* **WHAT TO WORK ON**
Verbatim output required. Print the data in full.

[DATA SUPPLIED — start]

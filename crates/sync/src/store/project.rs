//! Project store: the active project id and the known project list.
//!
//! The active project id lives in a `watch` channel. The persistence
//! middlewares hold receivers of it and skip writes for any project that
//! is no longer active.

use adcanvas_core::{EntityId, Project};
use tokio::sync::{watch, RwLock};

pub struct ProjectStore {
    current: watch::Sender<Option<EntityId>>,
    projects: RwLock<Vec<Project>>,
}

impl Default for ProjectStore {
    fn default() -> Self {
        Self::new()
    }
}

impl ProjectStore {
    pub fn new() -> Self {
        let (current, _) = watch::channel(None);
        Self {
            current,
            projects: RwLock::new(Vec::new()),
        }
    }

    pub fn current_project(&self) -> Option<EntityId> {
        *self.current.borrow()
    }

    pub fn set_current_project(&self, project_id: Option<EntityId>) {
        let previous = self.current.send_replace(project_id);
        if previous != project_id {
            tracing::debug!(?previous, current = ?project_id, "Active project changed");
        }
    }

    pub fn watch_current(&self) -> watch::Receiver<Option<EntityId>> {
        self.current.subscribe()
    }

    pub async fn projects(&self) -> Vec<Project> {
        self.projects.read().await.clone()
    }

    pub async fn set_projects(&self, projects: Vec<Project>) {
        *self.projects.write().await = projects;
    }

    pub async fn get(&self, id: EntityId) -> Option<Project> {
        self.projects.read().await.iter().find(|p| p.id == id).cloned()
    }

    /// Insert `project` or replace the stored project with the same id.
    pub async fn upsert(&self, project: Project) {
        let mut projects = self.projects.write().await;
        match projects.iter_mut().find(|p| p.id == project.id) {
            Some(existing) => *existing = project,
            None => projects.push(project),
        }
    }

    pub async fn remove(&self, id: EntityId) -> bool {
        let mut projects = self.projects.write().await;
        let before = projects.len();
        projects.retain(|p| p.id != id);
        projects.len() != before
    }
}

// ---------------------------------------------------------------------------
// Tests
// ---------------------------------------------------------------------------

#[cfg(test)]
mod tests {
    use super::*;

    fn project(name: &str) -> Project {
        let now = chrono::Utc::now();
        Project {
            id: uuid::Uuid::new_v4(),
            name: name.into(),
            description: None,
            thumbnail_url: None,
            user_id: adcanvas_core::types::SINGLE_TENANT_USER_ID.into(),
            session_id: None,
            created_at: now,
            updated_at: now,
        }
    }

    #[tokio::test]
    async fn watchers_see_active_project_changes() {
        let store = ProjectStore::new();
        let mut rx = store.watch_current();
        let id = uuid::Uuid::new_v4();

        store.set_current_project(Some(id));

        rx.changed().await.unwrap();
        assert_eq!(*rx.borrow(), Some(id));
        assert_eq!(store.current_project(), Some(id));
    }

    #[tokio::test]
    async fn upsert_replaces_by_id() {
        let store = ProjectStore::new();
        let mut p = project("Launch");
        store.upsert(p.clone()).await;
        p.name = "Launch v2".into();
        store.upsert(p.clone()).await;

        assert_eq!(store.projects().await.len(), 1);
        assert_eq!(store.get(p.id).await.unwrap().name, "Launch v2");
        assert!(store.remove(p.id).await);
        assert!(!store.remove(p.id).await);
    }
}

[DATA SUPPLIED — finish]

* **THE COMPLETED TASK**
filename crates/sync/src/store/project.rs
//! Project store: the active project id and the known project list.
//!
//! The active project id lives in a `watch` channel. The persistence
//! middlewares hold receivers of it and skip writes for any project that
//! is no longer active.

use adcanvas_core::{EntityId, Project};
use tokio::sync::{watch, RwLock};

pub struct ProjectStore {
    current: watch::Sender<Option<EntityId>>,
    projects: RwLock<Vec<Project>>,
}

impl Default for ProjectStore {
    fn default() -> Self {
        Self::new()
    }
}

impl ProjectStore {
    pub fn new() -> Self {
        let (current, _) = watch::channel(None);
        Self {
            current,
            projects: RwLock::new(Vec::new()),
        }
    }

    pub fn current_project(&self) -> Option<EntityId> {
        *self.current.borrow()
    }

    pub fn set_current_project(&self, project_id: Option<EntityId>) {
        let previous = self.current.send_replace(project_id);
        if previous != project_id {
            tracing::debug!(?previous, current = ?project_id, "Active project changed");
        }
    }

    pub fn watch_current(&self) -> watch::Receiver<Option<EntityId>> {
        self.current.subscribe()
    }

    pub async fn projects(&self) -> Vec<Project> {
        self.projects.read().await.clone()
    }

    pub async fn set_projects(&self, projects: Vec<Project>) {
        *self.projects.write().await = projects;
    }

    pub async fn get(&self, id: EntityId) -> Option<Project> {
        self.projects.read().await.iter().find(|p| p.id == id).cloned()
    }

    /// Insert `project` or replace the stored project with the same id.
    pub async fn upsert(&self, project: Project) {
        let mut projects = self.projects.write().await;
        match projects.iter_mut().find(|p| p.id == project.id) {
            Some(existing) => *existing = project,
            None => projects.push(project),
        }
    }

    pub async fn remove(&self, id: EntityId) -> bool {
        let mut projects = self.projects.write().await;
        let before = projects.len();
        projects.retain(|p| p.id != id);
        projects.len() != before
    }
}

// ---------------------------------------------------------------------------
// Tests
// ---------------------------------------------------------------------------

#[cfg(test)]
mod tests {
    use super::*;

    fn project(name: &str) -> Project {
        let now = chrono::Utc::now();
        Project {
            id: uuid::Uuid::new_v4(),
            name: name.into(),
            description: None,
            thumbnail_url: None,
            user_id: adcanvas_core::types::SINGLE_TENANT_USER_ID.into(),
            session_id: None,
            created_at: now,
            updated_at: now,
        }
    }

    #[tokio::test]
    async fn watchers_see_active_project_changes() {
        let store = ProjectStore::new();
        let mut rx = store.watch_current();
        let id = uuid::Uuid::new_v4();

        store.set_current_project(Some(id));

        rx.changed().await.unwrap();
        assert_eq!(*rx.borrow(), Some(id));
        assert_eq!(store.current_project(), Some(id));
    }

    #[tokio::test]
    async fn upsert_replaces_by_id() {
        let store = ProjectStore::new();
        let mut p = project("Launch");
        store.upsert(p.clone()).await;
        p.name = "Launch v2".into();
        store.upsert(p.clone()).await;

        assert_eq!(store.projects().await.len(), 1);
        assert_eq!(store.get(p.id).await.unwrap().name, "Launch v2");
        assert!(store.remove(p.id).await);
        assert!(!store.remove(p.id).await);
    }
}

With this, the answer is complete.